May 25, 2013


MAY 22 BIG BEND NATIONAL PARK – 3RD AND FINAL DAY

Today will be our 3rd and final day in Big Bend National Park.  It took 13 years of planning, ohhh well, 13 years of procrastinating but we finally got here.  It would have been a shame to miss this, it is indeed pretty spectacular.  Kathy was able to take one picture that we feel exemplifies Big Bend National Park.
 
 

Unfortunately it looks like today is not the best day to be in the Park as there is a haze covering the mountains.  It almost looks like fog but it is dust.  Hopefully it will clear up later in the day.  You can still see everything close up; it is just the panoramic views that lose their focus.
 

 












We continued into the park until we came to the visitors centre and swung south east towards Rio Grande Village.  We dropped down onto the flats with the Chisos Mountains on our right passing by Pummel Peak, Nugent Mountain and Panther Peak.  On the right we had the Sierra Del Carmen Mountains.  I knew this because it says so on our map, we still couldn’t see them.  We could distinguish them but that was about all. 
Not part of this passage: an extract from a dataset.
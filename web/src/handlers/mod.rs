//! HTTP request handlers shared by every deployment.

pub mod health;

pub use health::{health_check, readiness_check};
We were able to enjoy the scenery closer to us with stops at Rio Grande Overlook and Boquillas Canyon Overlook.   You could see the village of Boquillas Del Carmen across the river on the Mexican side.



 












Free enterprise was at work at the turnaround at the Boquillas Canyon Overlook.  Venders from Mexico would bring over knickknacks and lay them out on the rocks with price lists for people to buy.  You could also see the watchers across the river keeping an eye on their product.  They had some neat stuff but if you bought any of it you were breaking 2 federal laws.   They weren’t that nice.

We stopped at the Visitor’s Center only to find out it was closed, so we explored the campgrounds to see what they had.  You could also tell we were pretty close to the river as the vegetation certainly took on a non desert look.  Unfortunately it was only right along side of the river.  
 

 











We also got a couple of pictures of the State Bird of Texas


































We had some lunch and then headed for the last place in the park that we still had to explore,  Chisos Basin.  We weren’t too optimistic as the haze was still in the air but as it turns out we were very pleasantly surprised.  Once we started to climb into the Chisos Mountains on our way to the basin the sky became very clear allowing us to take some very nice.
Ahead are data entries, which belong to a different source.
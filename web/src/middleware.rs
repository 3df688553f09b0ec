//! Axum middleware for request tracking and observability.
//!
//! # Example
//!
//! ```ignore
//! use axum::Router;
//! use bookstore_web::middleware::correlation_id_layer;
//!
//! let app = Router::new()
//!     .route("/api/books", get(list_books))
//!     .layer(correlation_id_layer());
//! ```
//!
//! # Flow
//!
//! 1. **Extract** correlation ID from `X-Correlation-ID` header (or generate new UUID)
//! 2. **Store** in request extensions for handler access
//! 3. **Create tracing span** with `correlation_id` field
//! 4. **Record** status and latency once the response is ready
//! 5. **Inject** correlation ID into response `X-Correlation-ID` header

use axum::{extract::Request, http::HeaderValue, response::Response};
use std::task::{Context, Poll};
use std::time::Instant;
use tower::{Layer, Service};
use tracing::Instrument;
use uuid::Uuid;

/// Header name for correlation ID.
pub const CORRELATION_ID_HEADER: &str = "X-Correlation-ID";

/// Create a layer that adds correlation ID tracking to all requests.
#[must_use]
pub const fn correlation_id_layer() -> CorrelationIdLayer {
    CorrelationIdLayer
}

/// Layer for correlation ID tracking.
#[derive(Clone, Debug)]
pub struct CorrelationIdLayer;

impl<S> Layer<S> for CorrelationIdLayer {
    type Service = CorrelationIdMiddleware<S>;

    fn layer(&self, inner: S) -> Self::Service {
        CorrelationIdMiddleware { inner }
    }
}

/// Middleware service for correlation ID tracking.
#[derive(Clone, Debug)]
pub struct CorrelationIdMiddleware<S> {
    inner: S,
}

impl<S> Service<Request> for CorrelationIdMiddleware<S>
where
    S: Service<Request, Response = Response> + Send + 'static,
    S::Future: Send + 'static,
{
    type Response = S::Response;
    type Error = S::Error;
    type Future = std::pin::Pin<
        Box<dyn std::future::Future<Output = Result<Self::Response, Self::Error>> + Send>,
    >;

    fn poll_ready(&mut self, cx: &mut Context<'_>) -> Poll<Result<(), Self::Error>> {
        self.inner.poll_ready(cx)
    }

    fn call(&mut self, mut req: Request) -> Self::Future {
        let correlation_id = req
            .headers()
            .get(CORRELATION_ID_HEADER)
            .and_then(|v| v.to_str().ok())
            .and_then(|s| Uuid::parse_str(s).ok())
            .unwrap_or_else(Uuid::new_v4);

        req.extensions_mut().insert(correlation_id);

        let method = req.method().clone();
        let span = tracing::info_span!(
            "http_request",
            correlation_id = %correlation_id,
            method = %method,
            uri = %req.uri(),
        );

        let started = Instant::now();
        let fut = self.inner.call(req);

        Box::pin(
            async move {
                let mut response = fut.await?;

                let status = response.status().as_u16();
                let elapsed = started.elapsed();
                tracing::debug!(
                    status,
                    latency_ms = u64::try_from(elapsed.as_millis()).unwrap_or(u64::MAX),
                    "Request completed"
                );
                metrics::counter!(
                    "bookstore_http_requests_total",
                    "method" => method.to_string(),
                    "status" => status.to_string()
                )
                .increment(1);

                if let Ok(header_value) = HeaderValue::from_str(&correlation_id.to_string()) {
                    response
                        .headers_mut()
                        .insert(CORRELATION_ID_HEADER, header_value);
                }

                Ok(response)
            }
            .instrument(span),
        )
    }
}

/// Extension trait for reading the correlation ID stored by the middleware.
pub trait CorrelationIdExt {
    /// The correlation ID, or `None` if [`correlation_id_layer`] is not
    /// installed.
    fn correlation_id(&self) -> Option<Uuid>;
}

impl CorrelationIdExt for Request {
    fn correlation_id(&self) -> Option<Uuid> {
        self.extensions().get::<Uuid>().copied()
    }
}

#[cfg(test)]
#[allow(clippy::unwrap_used, clippy::expect_used)] // Test code can use unwrap/expect
mod tests {
    use super::*;
    use axum::{Router, body::Body, http::Request, routing::get};
    use tower::ServiceExt;

    #[tokio::test]
    async fn test_correlation_id_generated_if_missing() {
        let app = Router::new()
            .route("/test", get(|| async { "ok" }))
            .layer(correlation_id_layer());

        let request = Request::builder()
            .uri("/test")
            .body(Body::empty())
            .unwrap();

        let response = app.oneshot(request).await.unwrap();

        let correlation_id = response
            .headers()
            .get(CORRELATION_ID_HEADER)
            .expect("Correlation ID header should be present");

        let uuid_str = correlation_id.to_str().unwrap();
        assert!(Uuid::parse_str(uuid_str).is_ok());
    }

    #[tokio::test]
    async fn test_correlation_id_preserved_from_request() {
        let app = Router::new()
            .route("/test", get(|| async { "ok" }))
            .layer(correlation_id_layer());

        let request_uuid = Uuid::new_v4();
        let request = Request::builder()
            .uri("/test")
            .header(CORRELATION_ID_HEADER, request_uuid.to_string())
            .body(Body::empty())
            .unwrap();

        let response = app.oneshot(request).await.unwrap();

        let response_id = response
            .headers()
            .get(CORRELATION_ID_HEADER)
            .expect("Correlation ID header should be present")
            .to_str()
            .unwrap();

        assert_eq!(response_id, request_uuid.to_string());
    }

    #[tokio::test]
    async fn test_correlation_id_in_extensions() {
        async fn handler(req: Request<Body>) -> String {
            req.correlation_id()
                .map_or_else(|| "missing".to_string(), |id| id.to_string())
        }

        let app = Router::new()
            .route("/test", get(handler))
            .layer(correlation_id_layer());

        let request_uuid = Uuid::new_v4();
        let request = Request::builder()
            .uri("/test")
            .header(CORRELATION_ID_HEADER, request_uuid.to_string())
            .body(Body::empty())
            .unwrap();

        let response = app.oneshot(request).await.unwrap();
        let body = axum::body::to_bytes(response.into_body(), usize::MAX)
            .await
            .unwrap();

        assert_eq!(body, request_uuid.to_string().as_bytes());
    }

    #[tokio::test]
    async fn test_invalid_uuid_generates_new() {
        let app = Router::new()
            .route("/test", get(|| async { "ok" }))
            .layer(correlation_id_layer());

        let request = Request::builder()
            .uri("/test")
            .header(CORRELATION_ID_HEADER, "not-a-uuid")
            .body(Body::empty())
            .unwrap();

        let response = app.oneshot(request).await.unwrap();

        let uuid_str = response
            .headers()
            .get(CORRELATION_ID_HEADER)
            .expect("Correlation ID header should be present")
            .to_str()
            .unwrap();

        assert!(Uuid::parse_str(uuid_str).is_ok());
        assert_ne!(uuid_str, "not-a-uuid");
    }
}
The most amazing aspect of the Chisos Basin is the terrain and vegetation.  After spending two days in the park looking at scrub land, cactus and barren mountains it was with awe and amazement to discover mountains with green vegetation.  This area if the park was lush but to the rangers in the park the area was in distress as they have only had 4.2 inches of rain in the past two years.  However to us it was like being in a different park.  The entire Chihuahuan Desert was like this 8000 years ago, very lush and full of vegetation.  Over time the harsh and arid climate has changed most of the desert into what we see today.  The exception is the Chisos Basin which is considered an agricultural island as it is protected by the mountains and it also gets more precipitation.  It was really was amazing.  There are Aspens growing the Basin, the only place in Texas where you will see aspens.  It is the only place in the Park where you will see Mountain Lions, Bears and White Tailed Deer.   We absolutely loved it.
Emery Peak - Highest in Big Bend

Casa Grande



 




 













 Once we had our fill we said Adios to Big Bend Park and pointed the car towards Lahitas and the RV Park.  It was a pretty amazing 3 day venture into the park and I am sorry it took us 13 years to get here.  We enjoyed it immensely but tomorrow we are heading north to do a little exploring in New Mexico.

May 23, 2013


MAY 20 & 21, 2013   BIG BEND RANCH STATE PARK

Monday was a rest day.  We got a little too much sun yesterday so we decided to spend the day during our chores and resting up.  I was also able to catch up on the blog.

Tuesday found us heading west towards Big Bend Ranch National Park.  Lahitas is situated on the edge of both Big Bend National Park and Big Bend Ranch State Park.  We turned right out of the RV park and continued on FM 170 towards the gates of the park and Presidio, Texas.



The 50 mile drive along FM 170 had us following the Rio Grande all the way to Presidio.  Most of the time we were driving right beside the river but we did occasionally venture a little inland.  The scenery to this point was very similar to what we had seen on our drive into Lahitas.




 

 
The first stop in the park was at the Contrabando Movie Set.  It looks like a ghost town until you look inside and see that the buildings are just shells.  This set was built in 1985 for the movie “Uphill all the Way” but was used for a few other movies.  They include Rio Diablo (1993), Gambler V: Playing for Keeps (1994); Streets of Laredo (1995) Dead Man’s Walk (1996) and Journeyman (2000).  It was also used for the Brooks and Dunn video “My Maria” in 1996.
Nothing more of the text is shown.